Ce parti pris éditorial illustre la volonté des auteurs de donner, à travers une biographie romancée, une image inédite de l’artiste.
Si les œuvres sont mondialement connues, la vie d’un homme comme l’acteur qu’était Chaplin ne fut pas linéaire. À partir des années 1930, le comédien connaît des succès mais aussi des échecs, il est traversé par des doutes et choisit de s’engager face à la misère sociale.
Déclinée en trois volumes, cette biographie s’articule autour de trois périodes précises de sa vie, à commencer par l’immigration et l’arrivée aux États-Unis ; puis les années de gloire, pour finir avec la remise en question et l’engagement humanitaire, l’objet de ce dernier opus.

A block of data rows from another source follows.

//! Wardview - a terminal dashboard for hospital patient records.
//!
//! Pages through the patient list served by the hospital backend and opens
//! individual clinical records with a searchable section index.

mod app;
mod ui;

use std::fs;
use std::io;
use std::path::Path;
use std::time::Duration;

use anyhow::{Context, Result};
use crossterm::{
    event::{self, DisableMouseCapture, EnableMouseCapture, Event, KeyCode, KeyModifiers},
    execute,
    terminal::{disable_raw_mode, enable_raw_mode, EnterAlternateScreen, LeaveAlternateScreen},
};
use ratatui::{backend::CrosstermBackend, Terminal};
use tracing::{info, warn};
use tracing_appender::non_blocking::WorkerGuard;
use tracing_subscriber::{fmt, prelude::*, EnvFilter};

use wardview_core::config::Config;

use app::{App, AppState};
use ui::input::handle_input;
use ui::render::render;

// ============================================================================
// Constants
// ============================================================================

/// Timeout for polling terminal events (in milliseconds)
const EVENT_POLL_TIMEOUT_MS: u64 = 100;

/// Log file name inside the log directory.
const LOG_FILE_NAME: &str = "wardview.log";

/// Initialize file logging. The terminal belongs to the UI, so nothing goes to stderr.
///
/// Use RUST_LOG to control the level (e.g., RUST_LOG=wardview_core=debug).
fn init_tracing(log_dir: &Path) -> Result<WorkerGuard> {
    fs::create_dir_all(log_dir)
        .with_context(|| format!("Failed to create log directory {}", log_dir.display()))?;

    let file = tracing_appender::rolling::never(log_dir, LOG_FILE_NAME);
    let (writer, guard) = tracing_appender::non_blocking(file);

    let filter = EnvFilter::try_from_default_env().unwrap_or_else(|_| EnvFilter::new("warn"));

    tracing_subscriber::registry()
        .with(fmt::layer().with_writer(writer).with_ansi(false))
        .with(filter)
        .init();

    Ok(guard)
}

/// Load the config file, then layer environment overrides on top.
/// On first run the defaults are written out so they can be edited.
fn load_config() -> Result<Config> {
    let path = Config::config_path()?;
    if !path.exists() {
        match Config::default().save() {
            Ok(()) => info!(path = %path.display(), "Wrote default config"),
            Err(e) => warn!(error = %e, "Could not write default config"),
        }
    }

    let mut config = match Config::load() {
        Ok(config) => config,
        Err(e) => {
            warn!(error = %e, "Could not load config, using defaults");
            Config::default()
        }
    };
    config.apply_env_overrides();
    config.validate()?;
    Ok(config)
}

#[tokio::main]
async fn main() -> Result<()> {
    // Load .env file if present (silently ignore if not found)
    let _ = dotenvy::dotenv();

    let log_dir = Config::log_dir()?;
    let _guard = init_tracing(&log_dir)?;
    info!("Wardview starting");

    let config = load_config()?;
    info!(base_url = %config.api.base_url, "Using backend");

    // Create app before touching the terminal so config errors print normally
    let mut app = App::new(config)?;

    // Setup terminal
    enable_raw_mode()?;
    let mut stdout = io::stdout();
    execute!(stdout, EnterAlternateScreen, EnableMouseCapture)?;
    let backend = CrosstermBackend::new(stdout);
    let mut terminal = Terminal::new(backend)?;

    // Optional start view, e.g. `wardview patient/12345678`
    if let Some(path) = std::env::args().nth(1) {
        app.navigator.navigate_path(&path);
    }
    app.start();

    // Main loop
    let result = run_app(&mut terminal, &mut app);

    // Restore terminal
    disable_raw_mode()?;
    execute!(
        terminal.backend_mut(),
        LeaveAlternateScreen,
        DisableMouseCapture
    )?;
    terminal.show_cursor()?;

    if let Err(e) = result {
        eprintln!("Error: {}", e);
    }

    info!("Wardview shutting down");
    Ok(())
}

fn run_app(terminal: &mut Terminal<CrosstermBackend<io::Stdout>>, app: &mut App) -> Result<()> {
    loop {
        // Draw UI
        terminal.draw(|f| render(f, app))?;

        // Poll for events with timeout to allow background updates
        if event::poll(Duration::from_millis(EVENT_POLL_TIMEOUT_MS))? {
            if let Event::Key(key) = event::read()? {
                // Ctrl+C to quit
                if key.code == KeyCode::Char('c') && key.modifiers.contains(KeyModifiers::CONTROL) {
                    return Ok(());
                }

                if handle_input(app, key)? {
                    return Ok(());
                }
            }
        }

        // Apply completed page and record fetches
        app.check_background_tasks();

        if matches!(app.state, AppState::Quitting) {
            return Ok(());
        }
    }
}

Dans ce contexte de fin de Seconde Guerre mondiale et de début de guerre froide, une pression de plus en plus forte se fait ressentir sur les intellectuels à travers le phénomène du MacCarthysme. [1]

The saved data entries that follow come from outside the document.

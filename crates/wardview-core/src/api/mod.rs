//! REST client for the hospital patient backend.
//!
//! The backend exposes `GET /pacientes?page=&limit=` for the paged list and
//! `GET /pacientes/{dni}` for a full record.

pub mod client;
pub mod error;

pub use client::ApiClient;
pub use error::ApiError;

Dans cet ultime tome, nous assistons à la prise de conscience politique de l’artiste. Bien que déjà présente dans ses précédents films comme la Ruée vers l’or ou le Kid. Cet engagement s’affirme en éloignant progressivement ses films du ton de la comédie.
Cette manière de donner un nouveau souffle à sa carrière ne sera pas du goût de tout le monde et surtout pas du grand patron du FBI qui traque tout ce qui n’est pas politiquement correct. Si l’album couvre la dernière période artistique du maître, il s’intéresse au contexte politique singulier qui frappa alors l’Amérique.
Les auteurs se concentrent plus particulièrement sur cet aspect de la carrière de l’acteur victime, comme beaucoup d’autres, d’une chasse aux sorcières, puisqu’étant suspecté de sympathie communiste. Chassé des États-Unis en 1952, il lui faudra attendre vingt ans pour y remettre les pieds et recevoir un Oscar.
Déjà auteur d’un documentaire consacré à Chaplin, Laurent Seksik s’attache à dresser le portrait d’un artiste fait de nuances, de génie, de parti pris mais aussi de parts d’ombre. La souplesse du graphisme de David François donne à la biographie d’une des légendes du cinéma une belle dynamique et beaucoup d’énergie.
(par Patrice Gentilhomme)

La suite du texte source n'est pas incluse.